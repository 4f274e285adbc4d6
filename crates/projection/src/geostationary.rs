//! Geostationary satellite projection.
//!
//! The satellite views Earth from a fixed position above the equator, and
//! coordinates are expressed as scan angles in radians from nadir. Two
//! instrument geometries exist and differ in which mirror axis moves fastest:
//!
//! - sweep `y` (Himawari AHI, Meteosat SEVIRI), the CGMS normalized
//!   geostationary projection
//! - sweep `x` (GOES-R ABI)
//!
//! References: CGMS LRIT/HRIT Global Specification section 4.4,
//! GOES-R Product Definition and Users' Guide (PUG) Volume 4 section 4.2.8.

use serde::{Deserialize, Serialize};

/// Which scan angle is the outer (slow) rotation of the instrument.
#[derive(Debug, Clone, Copy, PartialEq, Eq, Serialize, Deserialize)]
#[serde(rename_all = "lowercase")]
pub enum SweepAxis {
    X,
    Y,
}

/// Geostationary projection parameters.
#[derive(Debug, Clone, Copy, PartialEq, Serialize, Deserialize)]
pub struct Geostationary {
    /// Satellite height above the Earth surface (meters)
    pub perspective_point_height: f64,
    /// Earth equatorial radius (meters)
    pub semi_major_axis: f64,
    /// Earth polar radius (meters)
    pub semi_minor_axis: f64,
    /// Longitude of the sub-satellite point (degrees, east positive)
    pub longitude_origin: f64,
    pub sweep: SweepAxis,
}

impl Geostationary {
    /// Himawari-8/9 AHI at the given sub-satellite longitude (140.7°E nominal).
    pub fn himawari(longitude_origin: f64) -> Self {
        Self {
            perspective_point_height: 35_785_863.0,
            semi_major_axis: 6_378_137.0,
            semi_minor_axis: 6_356_752.3,
            longitude_origin,
            sweep: SweepAxis::Y,
        }
    }

    /// GOES-R series ABI at the given sub-satellite longitude (-75.0 for GOES-East).
    pub fn goes(longitude_origin: f64) -> Self {
        Self {
            perspective_point_height: 35_786_023.0,
            semi_major_axis: 6_378_137.0,
            semi_minor_axis: 6_356_752.31414,
            longitude_origin,
            sweep: SweepAxis::X,
        }
    }

    /// Satellite distance from the Earth center (meters).
    #[inline]
    fn h(&self) -> f64 {
        self.perspective_point_height + self.semi_major_axis
    }

    #[inline]
    fn lambda_0(&self) -> f64 {
        self.longitude_origin.to_radians()
    }

    /// (req / rpol)^2
    #[inline]
    fn axis_ratio_sq(&self) -> f64 {
        (self.semi_major_axis / self.semi_minor_axis).powi(2)
    }

    /// Convert geographic coordinates (degrees) to scan angles (radians).
    ///
    /// Returns None if the point is not visible from the satellite.
    pub fn geo_to_scan(&self, lon_deg: f64, lat_deg: f64) -> Option<(f64, f64)> {
        if !lon_deg.is_finite() || !lat_deg.is_finite() {
            return None;
        }
        let req = self.semi_major_axis;
        let rpol = self.semi_minor_axis;
        let h = self.h();

        let lat_rad = lat_deg.to_radians();
        let dlon = lon_deg.to_radians() - self.lambda_0();

        // Geocentric latitude and distance from Earth center to the surface point
        let phi_c = ((rpol / req).powi(2) * lat_rad.tan()).atan();
        let e2 = 1.0 - (rpol / req).powi(2);
        let rc = rpol / (1.0 - e2 * phi_c.cos().powi(2)).sqrt();

        // Satellite-to-point vector
        let sx = h - rc * phi_c.cos() * dlon.cos();
        let sy = -rc * phi_c.cos() * dlon.sin();
        let sz = rc * phi_c.sin();

        // Point lies on the far side of the limb
        if h * (h - sx) < sy.powi(2) + self.axis_ratio_sq() * sz.powi(2) {
            return None;
        }

        let rn = (sx * sx + sy * sy + sz * sz).sqrt();
        let (x, y) = match self.sweep {
            SweepAxis::Y => ((-sy).atan2(sx), (sz / rn).asin()),
            SweepAxis::X => ((-sy / rn).asin(), sz.atan2(sx)),
        };
        Some((x, y))
    }

    /// Convert scan angles (radians) to geographic coordinates (lon, lat degrees).
    ///
    /// Returns None if the scan angle points to space (off Earth).
    pub fn scan_to_geo(&self, x_rad: f64, y_rad: f64) -> Option<(f64, f64)> {
        let (sin_x, cos_x) = x_rad.sin_cos();
        let (sin_y, cos_y) = y_rad.sin_cos();
        let k = self.axis_ratio_sq();
        let h = self.h();

        // Quadratic in the distance from satellite to surface
        let a = match self.sweep {
            SweepAxis::Y => cos_y.powi(2) + k * sin_y.powi(2),
            SweepAxis::X => sin_x.powi(2) + cos_x.powi(2) * (cos_y.powi(2) + k * sin_y.powi(2)),
        };
        let b = -2.0 * h * cos_x * cos_y;
        let c = h.powi(2) - self.semi_major_axis.powi(2);

        let discriminant = b * b - 4.0 * a * c;
        if discriminant < 0.0 {
            return None;
        }
        let rs = (-b - discriminant.sqrt()) / (2.0 * a);

        let (sx, sy, sz) = match self.sweep {
            SweepAxis::Y => (rs * cos_x * cos_y, -rs * sin_x * cos_y, rs * sin_y),
            SweepAxis::X => (rs * cos_x * cos_y, -rs * sin_x, rs * cos_x * sin_y),
        };

        let lat = (k * sz / (h - sx).hypot(sy)).atan();
        let lon = self.lambda_0() - sy.atan2(h - sx);

        Some((normalize_lon(lon.to_degrees()), lat.to_degrees()))
    }

    /// Projection coordinates in meters (scan angle times perspective height),
    /// the unit of area extents.
    pub fn geo_to_xy(&self, lon_deg: f64, lat_deg: f64) -> Option<(f64, f64)> {
        let (x, y) = self.geo_to_scan(lon_deg, lat_deg)?;
        Some((
            x * self.perspective_point_height,
            y * self.perspective_point_height,
        ))
    }

    /// Inverse of [`Geostationary::geo_to_xy`].
    pub fn xy_to_geo(&self, x_m: f64, y_m: f64) -> Option<(f64, f64)> {
        self.scan_to_geo(
            x_m / self.perspective_point_height,
            y_m / self.perspective_point_height,
        )
    }
}

fn normalize_lon(lon: f64) -> f64 {
    let mut lon = lon;
    while lon > 180.0 {
        lon -= 360.0;
    }
    while lon < -180.0 {
        lon += 360.0;
    }
    lon
}

#[cfg(test)]
mod tests {
    use super::*;

    #[test]
    fn test_nadir_is_origin() {
        for proj in [Geostationary::himawari(140.7), Geostationary::goes(-75.0)] {
            let (x, y) = proj.geo_to_scan(proj.longitude_origin, 0.0).unwrap();
            assert!(x.abs() < 1e-12 && y.abs() < 1e-12, "nadir scan angle {:?}", (x, y));

            let (lon, lat) = proj.scan_to_geo(0.0, 0.0).unwrap();
            assert!((lon - proj.longitude_origin).abs() < 1e-9);
            assert!(lat.abs() < 1e-9);
        }
    }

    #[test]
    fn test_roundtrip_both_sweeps() {
        let cases = [
            (Geostationary::himawari(140.7), [(120.45537, 14.77083), (151.2, -33.9), (100.5, 13.7)]),
            (Geostationary::goes(-75.0), [(-95.0, 39.0), (-58.4, -34.6), (-122.4, 37.8)]),
        ];

        for (proj, points) in cases {
            for (lon, lat) in points {
                let (x, y) = proj.geo_to_scan(lon, lat).unwrap();
                let (lon2, lat2) = proj.scan_to_geo(x, y).unwrap();
                assert!((lon - lon2).abs() < 1e-6, "{:?} lon {} vs {}", proj.sweep, lon, lon2);
                assert!((lat - lat2).abs() < 1e-6, "{:?} lat {} vs {}", proj.sweep, lat, lat2);
            }
        }
    }

    #[test]
    fn test_sweep_axes_differ_off_axis() {
        // Away from both axes the two geometries give different scan angles
        let y_sweep = Geostationary { sweep: SweepAxis::Y, ..Geostationary::himawari(140.7) };
        let x_sweep = Geostationary { sweep: SweepAxis::X, ..y_sweep };
        let a = y_sweep.geo_to_scan(170.0, 40.0).unwrap();
        let b = x_sweep.geo_to_scan(170.0, 40.0).unwrap();
        assert!((a.0 - b.0).abs() > 1e-4 || (a.1 - b.1).abs() > 1e-4);
    }

    #[test]
    fn test_bataan_projection_coordinates() {
        let proj = Geostationary::himawari(140.7);
        let (x, y) = proj.geo_to_xy(120.45537, 14.77083).unwrap();
        // West of and north of nadir
        assert!((x - (-2_097_494.6)).abs() < 100.0, "x = {}", x);
        assert!((y - 1_585_599.7).abs() < 100.0, "y = {}", y);
    }

    #[test]
    fn test_not_visible() {
        let proj = Geostationary::himawari(140.7);
        // Opposite side of the Earth
        assert!(proj.geo_to_scan(-39.3, 0.0).is_none());
        // Just beyond the limb to the east (~81.3° great-circle from nadir)
        assert!(proj.geo_to_scan(140.7 + 85.0, 0.0).is_none());
        assert!(proj.geo_to_scan(f64::NAN, 0.0).is_none());
    }

    #[test]
    fn test_off_earth_scan() {
        let proj = Geostationary::goes(-75.0);
        // ~28 degrees off nadir points into space
        assert!(proj.scan_to_geo(0.5, 0.5).is_none());
    }
}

══════

> Work order
Above are the entries. Copy exactly the part that opens with the line containing "let sy = -rc" and closes with the line containing "let (sin_x, cos_x) = x_rad.sin_cos();", and no more.

> Your solution
        let sy = -rc * phi_c.cos() * dlon.sin();
        let sz = rc * phi_c.sin();

        // Point lies on the far side of the limb
        if h * (h - sx) < sy.powi(2) + self.axis_ratio_sq() * sz.powi(2) {
            return None;
        }

        let rn = (sx * sx + sy * sy + sz * sz).sqrt();
        let (x, y) = match self.sweep {
            SweepAxis::Y => ((-sy).atan2(sx), (sz / rn).asin()),
            SweepAxis::X => ((-sy / rn).asin(), sz.atan2(sx)),
        };
        Some((x, y))
    }

    /// Convert scan angles (radians) to geographic coordinates (lon, lat degrees).
    ///
    /// Returns None if the scan angle points to space (off Earth).
    pub fn scan_to_geo(&self, x_rad: f64, y_rad: f64) -> Option<(f64, f64)> {
        let (sin_x, cos_x) = x_rad.sin_cos();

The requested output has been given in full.